For readers of the Daily Courier in Prescott, Arizona. Comment and discuss. Be nice, now.
Muggs archive
Friday, February 19, 2010
State lawmakers review alternative budget plan
The Courier could have scooped AP on this one if the editors listened to The People's Business over the last couple of weeks. This is the bipartisan plan that Rep Lucy Mason announced on the show. She's one of the plan's prime movers, advocating for compromise up the middle of the political divide that's brought the Arizona legislature to a standstill.
By the way, Kavanagh is not being entirely truthful about not knowing where it's coming from. Rep Mason and Rep Bill Konopnicki were keeping the plan inside so that leadership would have a chance to sign on before they went public with it.
We'll have more on this week's show, 2pm Saturday and Sunday on KJZA (89.5 FM) and KJZP (90.1 FM).

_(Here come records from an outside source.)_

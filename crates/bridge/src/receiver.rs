use crate::document::{DocumentShim, Style};
use crate::listeners::{DispatchReport, Listener, ListenerOptions, ListenerTable};
use offscreen_common::{BoundingRect, Geometry, ProxyId};
use offscreen_protocol::{EventData, EventKind, EventRecord};
use std::cell::{Cell, RefCell};
use std::fmt;
use std::panic::{AssertUnwindSafe, catch_unwind};
use std::rc::Rc;

/// Element facade on the render side.
///
/// Answers geometry queries from a local cache so a control library can ask
/// every frame without a round trip, and re-emits received records to the
/// listeners that library registered.
pub struct ElementProxyReceiver {
    id: ProxyId,
    geometry: Cell<Geometry>,
    listeners: RefCell<ListenerTable>,
    style: Style,
    document: Rc<DocumentShim>,
}

impl fmt::Debug for ElementProxyReceiver {
    fn fmt(&self, f: &mut fmt::Formatter<'_>) -> fmt::Result {
        f.debug_struct("ElementProxyReceiver")
            .field("id", &self.id)
            .field("geometry", &self.geometry.get())
            .finish_non_exhaustive()
    }
}

impl ElementProxyReceiver {
    pub fn new(id: ProxyId, document: Rc<DocumentShim>) -> Self {
        Self {
            id,
            geometry: Cell::new(Geometry::default()),
            listeners: RefCell::new(ListenerTable::new()),
            style: Style,
            document,
        }
    }

    pub fn id(&self) -> &ProxyId {
        &self.id
    }

    pub fn geometry(&self) -> Geometry {
        self.geometry.get()
    }

    pub fn client_width(&self) -> u32 {
        self.geometry.get().width
    }

    pub fn client_height(&self) -> u32 {
        self.geometry.get().height
    }

    pub fn get_bounding_client_rect(&self) -> BoundingRect {
        self.geometry.get().bounding_rect()
    }

    /// Returns false if `listener` was already registered for `kind`.
    pub fn add_event_listener(
        &self,
        kind: EventKind,
        listener: Listener,
        options: ListenerOptions,
    ) -> bool {
        self.listeners.borrow_mut().add(kind, listener, options)
    }

    pub fn remove_event_listener(&self, kind: EventKind, listener: &Listener) -> bool {
        self.listeners.borrow_mut().remove(kind, listener)
    }

    pub fn listener_count(&self, kind: EventKind) -> usize {
        self.listeners.borrow().count(kind)
    }

    /// Invoke every listener registered for `record.kind` when the call
    /// starts, in registration order.
    ///
    /// A listener that errors or panics is logged and counted; the rest
    /// still run and nothing is raised to the caller.
    pub fn dispatch_event(&self, record: &EventRecord) -> DispatchReport {
        let registrations = self.listeners.borrow().snapshot(record.kind);
        let mut report = DispatchReport::default();

        for reg in registrations {
            if reg.once {
                self.listeners
                    .borrow_mut()
                    .remove(record.kind, &reg.listener);
            }
            report.invoked += 1;
            match catch_unwind(AssertUnwindSafe(|| (reg.listener)(record))) {
                Ok(Ok(())) => {}
                Ok(Err(e)) => {
                    report.failed += 1;
                    tracing::error!(proxy = %self.id, kind = %record.kind, "listener failed: {e:#}");
                }
                Err(_) => {
                    report.failed += 1;
                    tracing::error!(proxy = %self.id, kind = %record.kind, "listener panicked");
                }
            }
        }
        report
    }

    /// Apply one inbound record: size records replace the cached geometry,
    /// input records go to listeners.
    pub fn handle_event(&self, data: &EventData) -> DispatchReport {
        match data {
            EventData::Size(size) => {
                self.geometry.set(size.geometry());
                tracing::debug!(proxy = %self.id, geometry = ?size.geometry(), "resized");
                DispatchReport::default()
            }
            EventData::Input(record) => self.dispatch_event(record),
        }
    }

    /// Capture can't cross contexts; the UI side keeps routing motion.
    pub fn set_pointer_capture(&self, _pointer_id: i32) {}

    pub fn release_pointer_capture(&self, _pointer_id: i32) {}

    pub fn focus(&self) {}

    pub fn blur(&self) {}

    pub fn style(&self) -> &Style {
        &self.style
    }

    /// Control libraries walk `ownerDocument` for extra subscriptions; the
    /// receiver stands in for it.
    pub fn owner_document(&self) -> &Self {
        self
    }

    pub fn get_root_node(&self) -> &Self {
        self
    }

    pub fn document(&self) -> &DocumentShim {
        &self.document
    }
}
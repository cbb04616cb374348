use crate::host::{HandlerId, HostElement, LayoutObserver, NativeHandler};
use crate::native::NativeEvent;
use crate::serialize::serialize;
use crate::transport::{Transport, TransportError};
use offscreen_common::{Geometry, ProxyId, Surface};
use offscreen_protocol::{EventKind, Message};
use std::cell::Cell;
use std::rc::Rc;

/// Mirrors a host element's geometry and input events to the render context.
///
/// Every record it posts is tagged with its `ProxyId`. The render side pairs
/// it with an `ElementProxyReceiver` of the same id.
pub struct ElementProxy {
    id: ProxyId,
    host: Rc<dyn HostElement>,
    transport: Rc<dyn Transport>,
    listeners: Vec<HandlerId>,
    observer: Option<HandlerId>,
    disposed: bool,
}

impl ElementProxy {
    /// Attach to `host`: announce the proxy, post its current geometry, then
    /// forward every curated event kind and every layout change.
    pub fn create(
        host: Rc<dyn HostElement>,
        transport: Rc<dyn Transport>,
        id: ProxyId,
    ) -> Result<Self, TransportError> {
        transport.post(&Message::MakeProxy { id: id.clone() })?;
        let initial = host.bounding_rect();
        if let Err(e) = transport.post(&Message::size(id.clone(), initial)) {
            // The receiver may already exist on the render side.
            if let Err(undo) = transport.post(&Message::DisposeProxy { id: id.clone() }) {
                tracing::debug!(proxy = %id, "dispose after failed attach not delivered: {undo}");
            }
            return Err(e);
        }

        let listeners = EventKind::ALL
            .iter()
            .map(|kind| host.add_listener(*kind, forward_events(&id, &transport)))
            .collect();
        let observer = host.observe_layout(forward_layout(&id, &transport, initial));

        tracing::debug!(proxy = %id, ?initial, "element proxy attached");
        Ok(Self {
            id,
            host,
            transport,
            listeners,
            observer: Some(observer),
            disposed: false,
        })
    }

    pub fn id(&self) -> &ProxyId {
        &self.id
    }

    pub fn is_disposed(&self) -> bool {
        self.disposed
    }

    /// Ask the render side to hand `surface` and this proxy's receiver to the scene.
    pub fn start(&self, surface: Surface) -> Result<(), TransportError> {
        self.transport.post(&Message::Start {
            id: self.id.clone(),
            surface,
        })
    }

    /// Detach from the host and tell the render side to drop the receiver.
    /// Later calls do nothing.
    pub fn dispose(&mut self) -> Result<(), TransportError> {
        if self.disposed {
            return Ok(());
        }
        self.disposed = true;
        for id in self.listeners.drain(..) {
            self.host.remove_listener(id);
        }
        if let Some(observer) = self.observer.take() {
            self.host.unobserve_layout(observer);
        }
        tracing::debug!(proxy = %self.id, "element proxy detached");
        self.transport
            .post(&Message::DisposeProxy { id: self.id.clone() })
    }
}

impl Drop for ElementProxy {
    fn drop(&mut self) {
        if let Err(e) = self.dispose() {
            tracing::debug!(proxy = %self.id, "dispose on drop: {e}");
        }
    }
}

fn forward_events(id: &ProxyId, transport: &Rc<dyn Transport>) -> NativeHandler {
    let id = id.clone();
    let transport = Rc::clone(transport);
    Rc::new(move |event: &NativeEvent| {
        // Must happen inside the native handler or the host ignores it.
        if event.kind.is_touch() {
            event.prevent_default();
        }
        let msg = Message::Event {
            id: id.clone(),
            data: serialize(event).into(),
        };
        if let Err(e) = transport.post(&msg) {
            tracing::warn!(proxy = %id, kind = %event.kind, "dropping event: {e}");
        }
    })
}

fn forward_layout(
    id: &ProxyId,
    transport: &Rc<dyn Transport>,
    initial: Geometry,
) -> LayoutObserver {
    let id = id.clone();
    let transport = Rc::clone(transport);
    let last = Cell::new(initial);
    Rc::new(move |geometry: Geometry| {
        if last.get() == geometry {
            return;
        }
        last.set(geometry);
        if let Err(e) = transport.post(&Message::size(id.clone(), geometry)) {
            tracing::warn!(proxy = %id, "dropping size update: {e}");
        }
    })
}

Update, Sunday morning: Rep. Kavanagh responds in the comments. Here's a link to the story as carried on myfoxphoenix.com, including a big chunk the Courier left out.
2 comments:
I encourage you to share your own views and experience with me and other readers. How you do that matters, and I'm committed to maintaining a place where readers and commenters can feel safe from adolescent BS. So here's the deal:
There are two kinds of anonymous comments: those by people who have a genuine fear of revenge from the dark side, and those from darksiders just hiding to avoid accountability. You may post comments anonymously, but I reserve the right to treat anonymous comments as found items that belong to me and do with them as I see fit.
If, on the other hand, you're willing to stand by your convictions and post under your own name or a regular handle, your comments belong to you, and I'll edit them only on egregious violations of respect for others.
If this doesn't work for you, I'm sure you'll be happier somewhere else.
The writer of the post that said I had no idea where the "orphan budget" came from misrepresented what I said. In the hearing I conceded that Rep Koponicki admitted authoring one part of the report but did not feel comfortable accepting my invitation to testify about the whole report in committee. In addition, nobody showed up to talk about "their" plan at the hearing.
ReplyDeleteThe report has no name or identifying information on it, which speaks for itself. Nobody came to the joint Appropriations Committee hearing on it to claim authorship or even speak on its behalf. It is hard to take such a budget seriously.
Rep Kavanagh:
ReplyDeleteI'm flattered that you think my little blog important enough to comment on. First, it appears to me that your beef is not with me, but rather with Paul Davenport of the AP:
"That left Kavanagh and several other senior Republicans complaining they don't know the alternative proposal's true origins and couldn't ask questions to its drafter or drafters about its revenue assumptions and specific provisions."
Readers of this blog know that I'm no fan of journalistic sloppiness, so if AP misrepresented you, thanks for sharing.
What I'm really curious about, though, is why you called an Appropriations Committee hearing on a paper that is not a budget, not a bill, and has no bills related to it. I've read the thing, it's not secret and I'm sure not hard to get hold of, as Mr Konopnicki and Ms Mason are working to promote the ideas it outlines. It's really an approach more than a plan, and a think piece more than a proposal. It's certainly not in appropriate form for a committee hearing. This observer is left with the impression that you're moving to politically triangulate these ideas, frame them and rally opposition to them before most of the House, including apparently yourself, has had a chance to even hear them. Can you clarify this for me and my readers?